/// Rotation into the plane spanned by two sphere points and the sphere center
use nalgebra::{Point2, Point3, Unit, UnitQuaternion, Vector3};

use crate::error::{GeometryError, Result};

/// Cross products shorter than this (for unit inputs) mark the endpoints as
/// coincident or antipodal
const DEGENERATE_SINE: f64 = 1e-9;

/// Two sphere points expressed in a frame where they, and the sphere center,
/// lie in the z = 0 plane with their midpoint direction on +Y
#[derive(Debug, Clone, Copy, PartialEq)]
pub struct ArcFrame {
    /// World to aligned frame
    pub rotation: UnitQuaternion<f64>,
    /// Aligned frame to world
    pub rotation_inverse: UnitQuaternion<f64>,
    pub source: Point2<f64>,
    pub target: Point2<f64>,
}

impl ArcFrame {
    /// Map a point of the aligned plane back to world space
    pub fn to_world(&self, point: Point2<f64>) -> Point3<f64> {
        self.rotation_inverse * Point3::new(point.x, point.y, 0.0)
    }
}

/// Build the aligned frame for `source` and `target`, both measured from the
/// sphere center at the origin.
pub fn align(source: &Point3<f64>, target: &Point3<f64>) -> Result<ArcFrame> {
    let a = source.coords.try_normalize(f64::EPSILON).ok_or(GeometryError::DegenerateArc)?;
    let b = target.coords.try_normalize(f64::EPSILON).ok_or(GeometryError::DegenerateArc)?;
    let normal = a
        .cross(&b)
        .try_normalize(DEGENERATE_SINE)
        .ok_or(GeometryError::DegenerateArc)?;

    let to_plane = rotation_between(&Unit::new_unchecked(normal), &Vector3::z_axis());
    let source_xoy = to_plane * source;
    let target_xoy = to_plane * target;

    let middle = ((source_xoy.coords + target_xoy.coords) * 0.5)
        .try_normalize(f64::EPSILON)
        .ok_or(GeometryError::DegenerateArc)?;
    let to_vertical = rotation_between(&Unit::new_unchecked(middle), &Vector3::y_axis());

    let rotation = to_vertical * to_plane;
    let source_aligned = to_vertical * source_xoy;
    let target_aligned = to_vertical * target_xoy;

    Ok(ArcFrame {
        rotation,
        rotation_inverse: to_plane.inverse() * to_vertical.inverse(),
        source: source_aligned.xy(),
        target: target_aligned.xy(),
    })
}

/// Shortest rotation taking unit vector `from` onto unit vector `to`.
///
/// Opposite vectors have no unique shortest rotation; a half turn about an
/// axis perpendicular to `from` is used, picked from its dominant component.
pub fn rotation_between(
    from: &Unit<Vector3<f64>>,
    to: &Unit<Vector3<f64>>,
) -> UnitQuaternion<f64> {
    if let Some(rotation) = UnitQuaternion::rotation_between_axis(from, to) {
        return rotation;
    }

    let axis = if from.x.abs() > from.z.abs() {
        Vector3::new(-from.y, from.x, 0.0)
    } else {
        Vector3::new(0.0, -from.z, from.y)
    };
    UnitQuaternion::from_axis_angle(&Unit::new_normalize(axis), std::f64::consts::PI)
}

#[cfg(test)]
mod tests {
    use super::*;
    use crate::projection::lon_lat_to_xyz;
    use approx::assert_abs_diff_eq;

    const R: f64 = 120.0;

    #[test]
    fn test_round_trip() {
        let pairs = [
            ((-23.0075, 50.4296), (26.1223, -7.8756)),
            ((142.8123, -58.9813), (157.0064, 10.7816)),
            ((-175.6286, 72.8359), (-39.071, -35.438)),
            ((178.7439, 25.8303), (137.19, 17.118)),
            ((0.0, 0.0), (90.0, 0.0)),
        ];
        for ((lon1, lat1), (lon2, lat2)) in pairs {
            let a = lon_lat_to_xyz(R, lon1, lat1, 1.0);
            let b = lon_lat_to_xyz(R, lon2, lat2, 1.0);
            let frame = align(&a, &b).unwrap();

            assert_abs_diff_eq!(frame.to_world(frame.source), a, epsilon = 1e-9);
            assert_abs_diff_eq!(frame.to_world(frame.target), b, epsilon = 1e-9);
            assert_abs_diff_eq!(frame.rotation * a, Point3::new(frame.source.x, frame.source.y, 0.0), epsilon = 1e-9);
        }
    }

    #[test]
    fn test_aligned_points_are_symmetric_about_y() {
        let a = lon_lat_to_xyz(R, 10.0, 20.0, 1.0);
        let b = lon_lat_to_xyz(R, 70.0, -15.0, 1.0);
        let frame = align(&a, &b).unwrap();

        assert_abs_diff_eq!(frame.source.x, -frame.target.x, epsilon = 1e-9);
        assert_abs_diff_eq!(frame.source.y, frame.target.y, epsilon = 1e-9);
        assert!(frame.source.y > 0.0);
        // Counterclockwise travel from source to target puts the source on the right
        assert!(frame.source.x > 0.0);
        assert_abs_diff_eq!(frame.source.coords.norm(), R, epsilon = 1e-9);
    }

    #[test]
    fn test_degenerate_pairs() {
        let a = lon_lat_to_xyz(R, 30.0, 10.0, 1.0);
        assert_eq!(align(&a, &a), Err(GeometryError::DegenerateArc));
        assert_eq!(align(&a, &Point3::from(-a.coords)), Err(GeometryError::DegenerateArc));
        assert_eq!(align(&Point3::origin(), &a), Err(GeometryError::DegenerateArc));
    }

    #[test]
    fn test_rotation_between_opposite_vectors() {
        let down = Unit::new_normalize(Vector3::new(0.0, -1.0, 0.0));
        let q = rotation_between(&down, &Vector3::y_axis());
        assert_abs_diff_eq!(q * down.into_inner(), Vector3::y(), epsilon = 1e-12);
        // Stays a rotation about z, so the z = 0 plane is preserved
        assert_abs_diff_eq!(q * Vector3::z(), Vector3::z(), epsilon = 1e-12);

        let back = Unit::new_normalize(Vector3::new(0.0, 0.0, -1.0));
        let q = rotation_between(&back, &Vector3::z_axis());
        assert_abs_diff_eq!(q * back.into_inner(), Vector3::z(), epsilon = 1e-12);
    }
}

#####

### [REQUIRED ACTION]
Starting at the line with "assert_abs_diff_eq!(frame.source.coords.norm(), R, epsilon" and ending at the line with "let q = rotation_between(&down, &Vector3::y_axis());", print each line of the listing above exactly, with no other lines.

### [RESULT]
        assert_abs_diff_eq!(frame.source.coords.norm(), R, epsilon = 1e-9);
    }

    #[test]
    fn test_degenerate_pairs() {
        let a = lon_lat_to_xyz(R, 30.0, 10.0, 1.0);
        assert_eq!(align(&a, &a), Err(GeometryError::DegenerateArc));
        assert_eq!(align(&a, &Point3::from(-a.coords)), Err(GeometryError::DegenerateArc));
        assert_eq!(align(&Point3::origin(), &a), Err(GeometryError::DegenerateArc));
    }

    #[test]
    fn test_rotation_between_opposite_vectors() {
        let down = Unit::new_normalize(Vector3::new(0.0, -1.0, 0.0));
        let q = rotation_between(&down, &Vector3::y_axis());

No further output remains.